DNA Integrated Operations is in use in the control room. Operators are able to see which truck companies are coming at what time. If necessary, the operators can book a free slot in the loading dock for service work, for instance. Additionally, more trucks can be clearly served when they don’t have to wait.
“One of the benefits for us and for our logistics companies is that when using Integrated Operations, we no longer have trucks lining up any more. The delivery truck drivers know when to arrive because they have their own loading slot in the system. It allows them to plan their deliveries more effectively. Also, our intention is to reduce idle time. The entire booking system has streamlined our actions. We do not have to do manual work and fill in Excel sheets. On the whole, it has been a very meaningful investment,” says Marko Kontio.
Jani Hautaluoma, Senior Business Manager, LNG and Renewable Gas, from Valmet, explains: “This terminal is the first to reverse the supply chain. Loadings are not waiting for orders from the enterprise resource planning (ERP) system. Instead, they come directly from our DNA Integrated Operations and then go to the ERP. This has resulted in a huge improvement in operational efficiency. Also, congestion peaks can be optimized.”
When a truck starts to load LNG, Tuomas explains using the automation system’s display how the flow rate starts to increase. He also notices the pressure of the emergency shutdown (ESD) link that is connected to the truck. If a disturbance situation should occur, the pressure in the link will be lost, and the valve will be closed. At the moment, there are two loading docks in use for the trucks.

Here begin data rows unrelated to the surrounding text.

//! Unified error handling for the admin API.

use axum::{
    Json,
    http::StatusCode,
    response::{IntoResponse, Response},
};
use serde_json::json;
use thiserror::Error;

use crate::db::RepositoryError;
use crate::services::otp::OtpError;

/// Application-level error type for the admin API.
#[derive(Debug, Error)]
pub enum AppError {
    /// Database operation failed.
    #[error("Database error: {0}")]
    Database(RepositoryError),

    /// OTP/SMS provider call failed.
    ///
    /// Mapped to 500 with the provider's message exposed. The dashboard
    /// treats provider failures as server-side faults even when the
    /// underlying cause is an invalid or expired code.
    #[error("OTP provider error: {0}")]
    Otp(#[from] OtpError),

    /// Resource not found.
    #[error("{0}")]
    NotFound(String),

    /// User is not authenticated.
    #[error("{0}")]
    Unauthorized(String),

    /// Bad request from client.
    #[error("{0}")]
    BadRequest(String),

    /// Internal server error.
    #[error("Internal error: {0}")]
    Internal(String),
}

impl From<RepositoryError> for AppError {
    fn from(err: RepositoryError) -> Self {
        match err {
            RepositoryError::NotFound => Self::NotFound("Not found".to_owned()),
            RepositoryError::Conflict(msg) => Self::BadRequest(msg),
            other => Self::Database(other),
        }
    }
}

impl IntoResponse for AppError {
    fn into_response(self) -> Response {
        // Log server errors with Sentry
        if matches!(self, Self::Database(_) | Self::Internal(_) | Self::Otp(_)) {
            let event_id = sentry::capture_error(&self);
            tracing::error!(
                error = %self,
                sentry_event_id = %event_id,
                "Admin request error"
            );
        }

        let status = match &self {
            Self::Database(_) | Self::Internal(_) | Self::Otp(_) => {
                StatusCode::INTERNAL_SERVER_ERROR
            }
            Self::NotFound(_) => StatusCode::NOT_FOUND,
            Self::Unauthorized(_) => StatusCode::UNAUTHORIZED,
            Self::BadRequest(_) => StatusCode::BAD_REQUEST,
        };

        // Don't expose internal error details to clients. Provider messages
        // from the OTP service are relayed verbatim.
        let message = match &self {
            Self::Database(_) | Self::Internal(_) => "Internal server error".to_string(),
            _ => self.to_string(),
        };

        (status, Json(json!({ "error": message }))).into_response()
    }
}

#[cfg(test)]
mod tests {
    use super::*;

    #[test]
    fn test_app_error_display() {
        let err = AppError::NotFound("Order not found".to_string());
        assert_eq!(err.to_string(), "Order not found");

        let err = AppError::BadRequest("Invalid status".to_string());
        assert_eq!(err.to_string(), "Invalid status");
    }

    #[test]
    fn test_app_error_status_codes() {
        fn get_status(err: AppError) -> StatusCode {
            let response = err.into_response();
            response.status()
        }

        assert_eq!(
            get_status(AppError::NotFound("test".to_string())),
            StatusCode::NOT_FOUND
        );
        assert_eq!(
            get_status(AppError::Unauthorized("test".to_string())),
            StatusCode::UNAUTHORIZED
        );
        assert_eq!(
            get_status(AppError::BadRequest("test".to_string())),
            StatusCode::BAD_REQUEST
        );
        assert_eq!(
            get_status(AppError::Internal("test".to_string())),
            StatusCode::INTERNAL_SERVER_ERROR
        );
    }

    #[test]
    fn test_repository_not_found_maps_to_404() {
        let err: AppError = RepositoryError::NotFound.into();
        assert_eq!(err.into_response().status(), StatusCode::NOT_FOUND);
    }

    #[test]
    fn test_repository_conflict_maps_to_400() {
        let err: AppError = RepositoryError::Conflict("email already in use".to_owned()).into();
        assert_eq!(err.into_response().status(), StatusCode::BAD_REQUEST);
    }

    #[test]
    fn test_internal_error_message_is_generic() {
        let err = AppError::Internal("pool exhausted on node 3".to_string());
        assert_eq!(err.to_string(), "Internal error: pool exhausted on node 3");
        // The response body must not leak the detail; only the status is
        // asserted here because the body is consumed asynchronously.
        assert_eq!(
            err.into_response().status(),
            StatusCode::INTERNAL_SERVER_ERROR
        );
    }
}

Marko Vähäkuopus, a driver for Gasum, is loading LNG. One of the DNA Integrated Operations displays is located next to the loading station. Marko uses the system already as a matter of habit. After having entered the order number into the system, the procedures conveniently move forward. This makes his journey quick and easy.
“Loading completed” is seen on the display in the control room. Marko Vähäkuopus goes to the control room service hatch to receive the waybill, which is already printed automatically for him. A few friendly words are exchanged, and Marko then can continue on to his destination with the LNG cargo.
“When the LNG vessels are approaching the port, the wind speed has to be sufficiently low. Otherwise, the vessel is not allowed to dock. The final decision is made by the ship pilot. At the very end, the vessel is helped with two tugboats to make it to the dock,” says Vesa Barsk.
The safety instructions are strict on how to get the LNG pumped to the storage tank in the terminal step by step. One of the operators enters the vessel and cooperates with the vessel staff. Personal protective equipment, such as safety shoes, a safety helmet and protective cryogenic gloves, are a must in the vessel. The terminal has to be prepared for possible leaks and explosion hazards.
When Vesa is in the field to follow the procedures, his colleague Onni Harri stays in the control room. Using the automation system, he is able to see how the unloading is progressing.
The terminal has a maintenance contract with Valmet. Marko Kontio emphasizes how important it is to get services in your own language. Moreover, the local Valmet office is located nearby. Arto Eronen, Valmet Application Specialist, is the main contact to actively support the operators in their work.
The display graphics were originally developed together. If some new needs arise, Arto is the person to step in. He is able to do some changes remotely, but sometimes he also visits the terminal.
“In the terminal, we rely on Valmet’s automation, information management system with reporting and terminal management. Now, when we are able to foresee the incoming trucks without paying too much attention to those details, we can focus on other items to develop our operations further. In the big picture, the Manga Terminal is playing an essential role in supporting Finland’s emission reduction targets,” Mika Kolehmainen concludes with satisfaction.